Erin is the granddaughter of a stinking rich horse farm owner; her grandmother wants her to take over the farm after she is gone, but Erin has other ideas. Erin wants to write. Instead of supporting her granddaughter's wishes, she cuts her off and Erin is forced to make her own way. To make matters even worse, the college tuition that would have been Erin's has been given to the stable boy, Hunter Allen.
To deal with her painful situation, Erin uses her writing as an outlet, and Hunter winds up in her story. The last thing that Erin expected was that Hunter would ever read the story...and that in retaliation, Hunter would write his own story about her. As much as Erin wants to hate Hunter, she finds herself falling for him, even though he could ruin her chances of winning the internship that would hopefully launch her writing career if he reveals that what is supposed to be fiction is indeed fact.

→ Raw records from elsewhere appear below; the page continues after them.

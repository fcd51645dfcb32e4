// Licensed under the Apache License, Version 2.0 or the MIT License.
// SPDX-License-Identifier: Apache-2.0 OR MIT
// Copyright Tock Contributors 2022.

//! Public traits for interfaces between Tock components.

pub mod ethernet;
pub mod gpio;
pub mod rng;
pub mod time;
pub mod uart;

I feel quite a bit misled by some of the info on the back of the book, particularly "She's writing about him. He's writing about her. And everybody is reading between the lines" as well as "But Hunter devises his own creative revenge, writing sexy stories that drive the whole class wild with curiosity and fill Erin's heart with longing." This led me to believe that there would be more back and forth stories between Erin and Hunter, while their classmates gossiped about them and the contents of their stories. But...there's none of that. In fact, those parts are a huge let down. Instead, their classmates just complain about Erin including the word "nipples" in her story or that honors creative writing courses should not include romance novel writing. No juicy gossip...except among the 3 or 4 students that are in the know about the situation between Erin and Hunter. In fact, when it's finally revealed that Hunter is the lower class forbidden love object, all of the students are shocked. So no, no one is reading between the lines or being driven wild with curiosity. Big fail on the part of the person who wrote the book's description.
I didn't feel that Echols did a very good job of developing Erin's back story. There is something tragic that happened to her mother, which Erin retells fictitiously in one of her stories. Erin talks a little bit about it with Hunter later on, but I still have no idea what is the truth about her mother and some lover and her father, and that drove me slightly mad trying to figure it all out.
Erin's grandmother is constantly referred to throughout the whole book, but I wanted actual interaction and dialogue between the grandmother and Erin. I think there's only about one scene with the grandmother in it, and she's not even front and center for that scene. She would have been a much more powerful character if she could have hogged a scene or two.
And finally, the ending. I didn't love it, not even close. It just kind of...stops. We never find out what happens with the creative writing class, or Erin's and Hunter's academic futures. Even if Erin had not been granted the internship, I still thought the book should circle back to it because it is the one thing that Erin wanted in addition to Hunter.
I think this will officially be the last Jennifer Echols book that I read; her characters are either irritating or unlikable, and the endings never quite resolve themselves the way I think they should.